Sénégal : La pénalisation de l’homosexualité sévèrement durcie
Le président Bassirou Diomaye Faye a promulgué une loi doublant les peines de prison pour homosexualité, confirmant un durcissement continental.

Le Sénégal franchit un nouveau palier dans la répression de l'homosexualité. Le 30 mars 2026, le président Bassirou Diomaye Faye a officiellement promulgué la loi durcissant les sanctions contre les « actes contre nature », terme juridique utilisé pour désigner les relations entre personnes de même sexe.
Cette décision intervient un peu plus de deux semaines après l'adoption du texte par l'Assemblée nationale, sous la pression de manifestations populaires réclamant des mesures de plus en plus sévères.
Un doublement des peines de prison
Le nouveau cadre législatif sénégalais marque un tournant sécuritaire majeur pour la communauté LGBT+ :
- Anciennes peines : de un à cinq ans de prison.
- Nouvelles peines : de cinq à dix ans d'emprisonnement ferme.
Cette escalade législative s'inscrit dans un contexte régional de plus en plus hostile. À ce jour, l'homosexualité demeure illégale dans 31 pays africains, mais la tendance actuelle montre une radicalisation des discours et des lois.
Le Sénégal franchit un nouveau palier dans la répression de l'homosexualité.

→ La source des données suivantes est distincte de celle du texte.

//! Handlers every node answers regardless of role.

use fl_01_envelope::Message;
use fl_05_dispatch::{DispatchError, HandlerError, HandlerRegistry, HandlerRegistryBuilder};
use serde::{Deserialize, Serialize};
use std::time::{SystemTime, UNIX_EPOCH};

/// Liveness probe.
#[derive(Debug, Clone, Default, Serialize, Deserialize)]
pub struct Heartbeat {}

#[derive(Debug, Clone, PartialEq, Eq, Serialize, Deserialize)]
#[serde(rename_all = "camelCase")]
pub struct HeartbeatResponse {
    /// Seconds since the Unix epoch on the answering node.
    pub current_time: u64,
}

impl Message for Heartbeat {
    const ACTION: &'static str = "Heartbeat";
    type Response = HeartbeatResponse;
}

/// Registry builder pre-populated with the built-in handlers.
pub fn builtin_handlers() -> Result<HandlerRegistryBuilder, DispatchError> {
    HandlerRegistry::builder().register_message::<Heartbeat, _, _>(|_, _| async {
        let current_time = SystemTime::now()
            .duration_since(UNIX_EPOCH)
            .map_err(|e| HandlerError::failed(e.to_string()))?
            .as_secs();
        Ok::<_, HandlerError>(HeartbeatResponse { current_time })
    })
}
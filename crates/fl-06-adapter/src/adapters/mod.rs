//! # Adapters Layer
//!
//! Concrete transports behind the dispatcher's `Transport` port.

pub mod channel;
pub mod registry;
pub mod websocket;
//! # Node Runtime
//!
//! ## Startup Sequence
//!
//! 1. Assemble the adapter from configuration
//! 2. Start the event logger
//! 3. Start the WebSocket server (if enabled)
//! 4. Signal ready
//!
//! Shutdown flips a watch channel every spawned task selects on.

use crate::builtin::builtin_handlers;
use anyhow::{Context, Result};
use fl_06_adapter::{websocket, Adapter, AdapterConfig};
use shared_bus::{AdapterEvent, EventFilter};
use tokio::sync::watch;
use tokio_stream::StreamExt;
use tracing::{debug, error, info, warn};

/// A running node.
pub struct NodeRuntime {
    adapter: Adapter,
    shutdown_tx: watch::Sender<bool>,
    shutdown_rx: watch::Receiver<bool>,
}

impl NodeRuntime {
    /// Assemble the node described by `config`.
    pub fn new(config: AdapterConfig) -> Result<Self> {
        let handlers = builtin_handlers()
            .context("Failed to register built-in handlers")?
            .build();
        let adapter = Adapter::builder(config)
            .handlers(handlers)
            .build()
            .context("Failed to assemble adapter")?;
        let (shutdown_tx, shutdown_rx) = watch::channel(false);

        Ok(Self {
            adapter,
            shutdown_tx,
            shutdown_rx,
        })
    }

    /// Start background tasks. Returns once they are spawned.
    pub async fn start(&self) -> Result<()> {
        info!("===========================================");
        info!("  Fieldlink Node Runtime v{}", env!("CARGO_PKG_VERSION"));
        info!("  Node: {}", self.adapter.local());
        info!("===========================================");

        self.start_event_logger();

        let websocket = self.adapter.websocket_config().clone();
        if websocket.enabled {
            let adapter = self.adapter.clone();
            let mut shutdown = self.shutdown_rx.clone();
            tokio::spawn(async move {
                tokio::select! {
                    result = websocket::serve(adapter) => {
                        if let Err(e) = result {
                            error!(error = %e, "WebSocket server stopped");
                        }
                    }
                    _ = shutdown.changed() => {
                        info!("[websocket] Shutdown signal received");
                    }
                }
            });
            info!(addr = %websocket.addr(), "WebSocket endpoint enabled");
        } else {
            warn!("WebSocket server disabled, node is reachable in-process only");
        }

        Ok(())
    }

    /// Mirror bus events into the log.
    fn start_event_logger(&self) {
        let mut events = self.adapter.events().event_stream(EventFilter::all());
        let mut shutdown = self.shutdown_rx.clone();
        tokio::spawn(async move {
            loop {
                tokio::select! {
                    event = events.next() => match event {
                        Some(AdapterEvent::RequestFailed { correlation_id, action, kind }) => {
                            warn!(correlation_id = %correlation_id, action = %action, ?kind, "Request failed");
                        }
                        Some(event) => debug!(topic = ?event.topic(), ?event, "Adapter event"),
                        None => break,
                    },
                    _ = shutdown.changed() => break,
                }
            }
        });
    }

    /// Signal every task to stop and fail whatever is still in flight.
    pub async fn shutdown(&self) {
        info!("Initiating graceful shutdown...");

        if let Err(e) = self.shutdown_tx.send(true) {
            error!("Failed to send shutdown signal: {}", e);
        }

        for connection in self.adapter.connections().connections() {
            self.adapter
                .input()
                .close_connection(connection, "node shutting down");
        }

        info!(
            pending = self.adapter.pending().pending_count(),
            "Shutdown complete"
        );
    }

    #[must_use]
    pub fn adapter(&self) -> &Adapter {
        &self.adapter
    }
}
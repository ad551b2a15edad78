//! # Domain Layer
//!
//! The envelope variants, their routing header, and payload handling.
//! No I/O happens here.

pub mod envelope;
pub mod errors;
pub mod frame;
pub mod header;
pub mod message;
pub mod payload;
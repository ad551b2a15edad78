//! What a forwarding filter gets to look at.

use fl_01_envelope::{Envelope, Payload, Request};
use shared_types::{ConnectionId, CorrelationId, ErrorCode, NodeId};

/// An inbound request addressed to another node, as seen by the relay.
#[derive(Debug, Clone)]
pub struct ForwardingContext {
    pub request: Request,
    /// Connection the request arrived on.
    pub connection: ConnectionId,
    /// This node.
    pub local: NodeId,
}

impl ForwardingContext {
    #[must_use]
    pub fn correlation_id(&self) -> &CorrelationId {
        &self.request.correlation_id
    }

    #[must_use]
    pub fn action(&self) -> &str {
        &self.request.action
    }

    #[must_use]
    pub fn destination(&self) -> Option<&NodeId> {
        self.request.destination()
    }

    /// A response to the originator, as a filter would return it from a
    /// custom rejection.
    #[must_use]
    pub fn reply(&self, payload: Payload) -> Envelope {
        Envelope::Response(self.request.reply(&self.local, payload))
    }

    /// An error to the originator.
    #[must_use]
    pub fn error_reply(&self, code: ErrorCode, description: impl Into<String>) -> Envelope {
        Envelope::RequestError(self.request.error_reply(&self.local, code, description))
    }
}
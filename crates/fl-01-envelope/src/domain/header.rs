//! # Routing Header
//!
//! The optional trailing element of every frame: where the message is
//! going, where it has been, and who signed it.

use serde::{Deserialize, Serialize};
use shared_types::{NetworkPath, SourceRouting};
use std::fmt;

/// Algorithms a message signature can be produced with.
#[derive(Debug, Clone, Copy, PartialEq, Eq, Hash, Serialize, Deserialize)]
pub enum SignatureAlgorithm {
    /// HMAC-SHA256 over a pre-shared secret.
    HmacSha256,
    /// Ed25519 public-key signature.
    Ed25519,
}

impl fmt::Display for SignatureAlgorithm {
    fn fmt(&self, f: &mut fmt::Formatter<'_>) -> fmt::Result {
        match self {
            SignatureAlgorithm::HmacSha256 => f.write_str("HmacSha256"),
            SignatureAlgorithm::Ed25519 => f.write_str("Ed25519"),
        }
    }
}

/// One signature attached to a message.
#[derive(Debug, Clone, PartialEq, Eq, Serialize, Deserialize)]
#[serde(rename_all = "camelCase")]
pub struct Signature {
    /// Identifier of the key that produced the signature.
    pub key_id: String,
    /// Signing algorithm.
    pub algorithm: SignatureAlgorithm,
    /// Hex-encoded signature value.
    pub value: String,
}

/// Multi-hop routing header.
///
/// Every member is omitted from the wire when empty, and a header with no
/// members is omitted from the frame entirely.
#[derive(Debug, Clone, Default, PartialEq, Eq, Serialize, Deserialize)]
pub struct Header {
    /// Where the message is addressed. `None` means the receiving node.
    #[serde(default, skip_serializing_if = "Option::is_none")]
    pub routing: Option<SourceRouting>,

    /// Hops the message has traversed, oldest first.
    #[serde(default, skip_serializing_if = "NetworkPath::is_empty")]
    pub path: NetworkPath,

    /// Signatures over the canonical payload.
    #[serde(default, skip_serializing_if = "Vec::is_empty")]
    pub signatures: Vec<Signature>,
}

impl Header {
    /// Whether the header carries nothing and can be left off the wire.
    #[must_use]
    pub fn is_empty(&self) -> bool {
        self.routing.is_none() && self.path.is_empty() && self.signatures.is_empty()
    }
}
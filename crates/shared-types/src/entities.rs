//! # Routing Entities
//!
//! Identifiers and source-routing values carried inside envelopes.
//!
//! ## Clusters
//!
//! - **Identity**: `NodeId`, `ConnectionId`
//! - **Routing**: `NetworkPath`, `SourceRouting`

use serde::{Deserialize, Serialize};
use std::fmt;
use thiserror::Error;
use uuid::Uuid;

// =============================================================================
// IDENTITY
// =============================================================================

/// Rejected node identifier.
#[derive(Debug, Clone, PartialEq, Eq, Error)]
pub enum NodeIdError {
    /// Identifiers must contain at least one character.
    #[error("node id must not be empty")]
    Empty,
}

/// Opaque identifier of a protocol participant (device, relay or
/// management system). Equality is by identifier string.
#[derive(Debug, Clone, PartialEq, Eq, Hash, PartialOrd, Ord, Serialize, Deserialize)]
#[serde(try_from = "String", into = "String")]
pub struct NodeId(String);

impl NodeId {
    /// Create a node id, rejecting the empty string.
    pub fn new(id: impl Into<String>) -> Result<Self, NodeIdError> {
        let id = id.into();
        if id.is_empty() {
            return Err(NodeIdError::Empty);
        }
        Ok(Self(id))
    }

    /// Get the identifier string.
    #[must_use]
    pub fn as_str(&self) -> &str {
        &self.0
    }
}

impl TryFrom<String> for NodeId {
    type Error = NodeIdError;

    fn try_from(value: String) -> Result<Self, Self::Error> {
        Self::new(value)
    }
}

impl TryFrom<&str> for NodeId {
    type Error = NodeIdError;

    fn try_from(value: &str) -> Result<Self, Self::Error> {
        Self::new(value)
    }
}

impl From<NodeId> for String {
    fn from(id: NodeId) -> Self {
        id.0
    }
}

impl fmt::Display for NodeId {
    fn fmt(&self, f: &mut fmt::Formatter<'_>) -> fmt::Result {
        f.write_str(&self.0)
    }
}

impl AsRef<str> for NodeId {
    fn as_ref(&self) -> &str {
        &self.0
    }
}

/// Identifier of one live transport connection.
///
/// Uses UUID v7 so connection ids sort by creation time in logs.
#[derive(Debug, Clone, Copy, PartialEq, Eq, Hash, Serialize, Deserialize)]
#[serde(transparent)]
pub struct ConnectionId(Uuid);

impl ConnectionId {
    /// Allocate a fresh connection id.
    #[must_use]
    pub fn new() -> Self {
        Self(Uuid::now_v7())
    }

    /// Get the underlying UUID.
    #[must_use]
    pub fn as_uuid(&self) -> &Uuid {
        &self.0
    }
}

impl Default for ConnectionId {
    fn default() -> Self {
        Self::new()
    }
}

impl fmt::Display for ConnectionId {
    fn fmt(&self, f: &mut fmt::Formatter<'_>) -> fmt::Result {
        write!(f, "{}", self.0)
    }
}

// =============================================================================
// ROUTING
// =============================================================================

/// Ordered, append-only list of the hops a message has traversed, oldest
/// first.
#[derive(Debug, Clone, Default, PartialEq, Eq, Serialize, Deserialize)]
#[serde(transparent)]
pub struct NetworkPath(Vec<NodeId>);

impl NetworkPath {
    /// An empty path.
    #[must_use]
    pub fn new() -> Self {
        Self(Vec::new())
    }

    /// Build a path from hops, oldest first.
    #[must_use]
    pub fn from_hops(hops: Vec<NodeId>) -> Self {
        Self(hops)
    }

    /// Append a hop.
    pub fn push(&mut self, hop: NodeId) {
        self.0.push(hop);
    }

    /// Return a copy of this path with `hop` appended.
    #[must_use]
    pub fn with_hop(&self, hop: NodeId) -> Self {
        let mut path = self.clone();
        path.push(hop);
        path
    }

    /// All hops, oldest first.
    #[must_use]
    pub fn hops(&self) -> &[NodeId] {
        &self.0
    }

    /// Number of hops.
    #[must_use]
    pub fn len(&self) -> usize {
        self.0.len()
    }

    /// True if no hop was recorded.
    #[must_use]
    pub fn is_empty(&self) -> bool {
        self.0.is_empty()
    }

    /// The node that originated the message, if recorded.
    #[must_use]
    pub fn origin(&self) -> Option<&NodeId> {
        self.0.first()
    }

    /// The most recent hop.
    #[must_use]
    pub fn last(&self) -> Option<&NodeId> {
        self.0.last()
    }

    /// True if `node` appears anywhere on the path.
    #[must_use]
    pub fn contains(&self, node: &NodeId) -> bool {
        self.0.contains(node)
    }

    /// The path in reverse order.
    #[must_use]
    pub fn reversed(&self) -> Self {
        Self(self.0.iter().rev().cloned().collect())
    }

    /// The path a response to a request that travelled along `self` must
    /// carry: the responder is appended, then the whole path is reversed.
    #[must_use]
    pub fn response_path(&self, responder: &NodeId) -> Self {
        self.with_hop(responder.clone()).reversed()
    }

    /// The hop that follows `node` on this path.
    ///
    /// If `node` is not on the path, the first hop is returned so that an
    /// originator can send along an explicit route that omits itself.
    #[must_use]
    pub fn next_hop_after(&self, node: &NodeId) -> Option<&NodeId> {
        match self.0.iter().position(|hop| hop == node) {
            Some(index) => self.0.get(index + 1),
            None => self.0.first(),
        }
    }
}

impl From<Vec<NodeId>> for NetworkPath {
    fn from(hops: Vec<NodeId>) -> Self {
        Self(hops)
    }
}

impl fmt::Display for NetworkPath {
    fn fmt(&self, f: &mut fmt::Formatter<'_>) -> fmt::Result {
        let hops: Vec<&str> = self.0.iter().map(NodeId::as_str).collect();
        write!(f, "[{}]", hops.join(" -> "))
    }
}

/// Addressing of a message: a final destination, or an explicit path.
#[derive(Debug, Clone, PartialEq, Eq, Serialize, Deserialize)]
#[serde(rename_all = "camelCase")]
pub enum SourceRouting {
    /// Send to this node; intermediate hops come from the routing table.
    Destination(NodeId),
    /// Send along exactly these hops; the last hop is the destination.
    Path(NetworkPath),
}

impl SourceRouting {
    /// The node the message is ultimately addressed to.
    #[must_use]
    pub fn final_destination(&self) -> Option<&NodeId> {
        match self {
            SourceRouting::Destination(node) => Some(node),
            SourceRouting::Path(path) => path.last(),
        }
    }

    /// True if the message terminates at `local`.
    #[must_use]
    pub fn is_addressed_to(&self, local: &NodeId) -> bool {
        self.final_destination() == Some(local)
    }

    /// The next node the message should be handed to when leaving `local`.
    ///
    /// For destination routing the destination itself is returned; the
    /// caller resolves it to a connection through its routing table.
    #[must_use]
    pub fn next_hop(&self, local: &NodeId) -> Option<&NodeId> {
        match self {
            SourceRouting::Destination(node) => Some(node),
            SourceRouting::Path(path) => path.next_hop_after(local),
        }
    }
}

impl From<NodeId> for SourceRouting {
    fn from(node: NodeId) -> Self {
        SourceRouting::Destination(node)
    }
}

impl From<NetworkPath> for SourceRouting {
    fn from(path: NetworkPath) -> Self {
        SourceRouting::Path(path)
    }
}

#[cfg(test)]
mod tests {
    use super::*;

    fn node(id: &str) -> NodeId {
        NodeId::new(id).unwrap()
    }

    #[test]
    fn test_empty_node_id_rejected() {
        assert_eq!(NodeId::new(""), Err(NodeIdError::Empty));
        assert!(serde_json::from_str::<NodeId>("\"\"").is_err());
    }

    #[test]
    fn test_node_id_equality_by_string() {
        assert_eq!(node("CS-1"), node("CS-1"));
        assert_ne!(node("CS-1"), node("cs-1"));
    }

    #[test]
    fn test_response_path_is_reverse_with_responder() {
        let request_path = NetworkPath::from_hops(vec![node("CSMS"), node("LC-1")]);
        let response_path = request_path.response_path(&node("CS-7"));

        assert_eq!(
            response_path.hops(),
            &[node("CS-7"), node("LC-1"), node("CSMS")]
        );
    }

    #[test]
    fn test_next_hop_after() {
        let path = NetworkPath::from_hops(vec![node("A"), node("B"), node("C")]);
        assert_eq!(path.next_hop_after(&node("A")), Some(&node("B")));
        assert_eq!(path.next_hop_after(&node("C")), None);
        assert_eq!(path.next_hop_after(&node("Z")), Some(&node("A")));
    }

    #[test]
    fn test_source_routing_destination() {
        let routing = SourceRouting::Path(NetworkPath::from_hops(vec![node("R"), node("D")]));
        assert_eq!(routing.final_destination(), Some(&node("D")));
        assert!(routing.is_addressed_to(&node("D")));
        assert_eq!(routing.next_hop(&node("R")), Some(&node("D")));
    }

    #[test]
    fn test_source_routing_serialization() {
        let routing = SourceRouting::Destination(node("CS-1"));
        let json = serde_json::to_string(&routing).unwrap();
        assert_eq!(json, r#"{"destination":"CS-1"}"#);

        let parsed: SourceRouting = serde_json::from_str(r#"{"path":["A","B"]}"#).unwrap();
        assert_eq!(parsed.final_destination(), Some(&node("B")));
    }

    #[test]
    fn test_connection_ids_unique() {
        assert_ne!(ConnectionId::new(), ConnectionId::new());
    }
}
//! # Domain Layer
//!
//! Decisions, filter context and configuration. No I/O.

pub mod config;
pub mod context;
pub mod decision;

Une vague de répression continentale
Selon Melanie Nathan, avocate sud-africaine et directrice de la Coalition africaine pour les droits humains, la répression devient « plus visible, plus agressive et plus codifiée ». Le Sénégal n'est en effet pas un cas isolé.
L'Ouganda reste l'un des pays les plus répressifs au monde. Depuis 2023, la législation ougandaise prévoit :
- La prison à vie pour des relations sexuelles entre personnes de même sexe.
- La peine de mort pour les cas dits d'« homosexualité aggravée » (impliquant des mineurs ou des rapports sous contrainte).
Des conséquences humaines alarmantes
Les organisations de défense des droits de l'homme tirent la sonnette d'alarme. Un rapport de Human Rights Watch publié en mai 2025 souligne un niveau de violence et de discrimination « sans précédent » en Afrique de l'Est.
Dernier exemple en date de cette traque systématique : le 18 février dernier, deux femmes ont été interpellées en Ouganda pour avoir échangé un baiser. Elles sont actuellement en détention, dans l'attente de leur procès. Cette atmosphère de criminalisation croissante réduit considérablement l'espace de liberté et de sécurité pour les minorités sexuelles sur une grande partie du continent.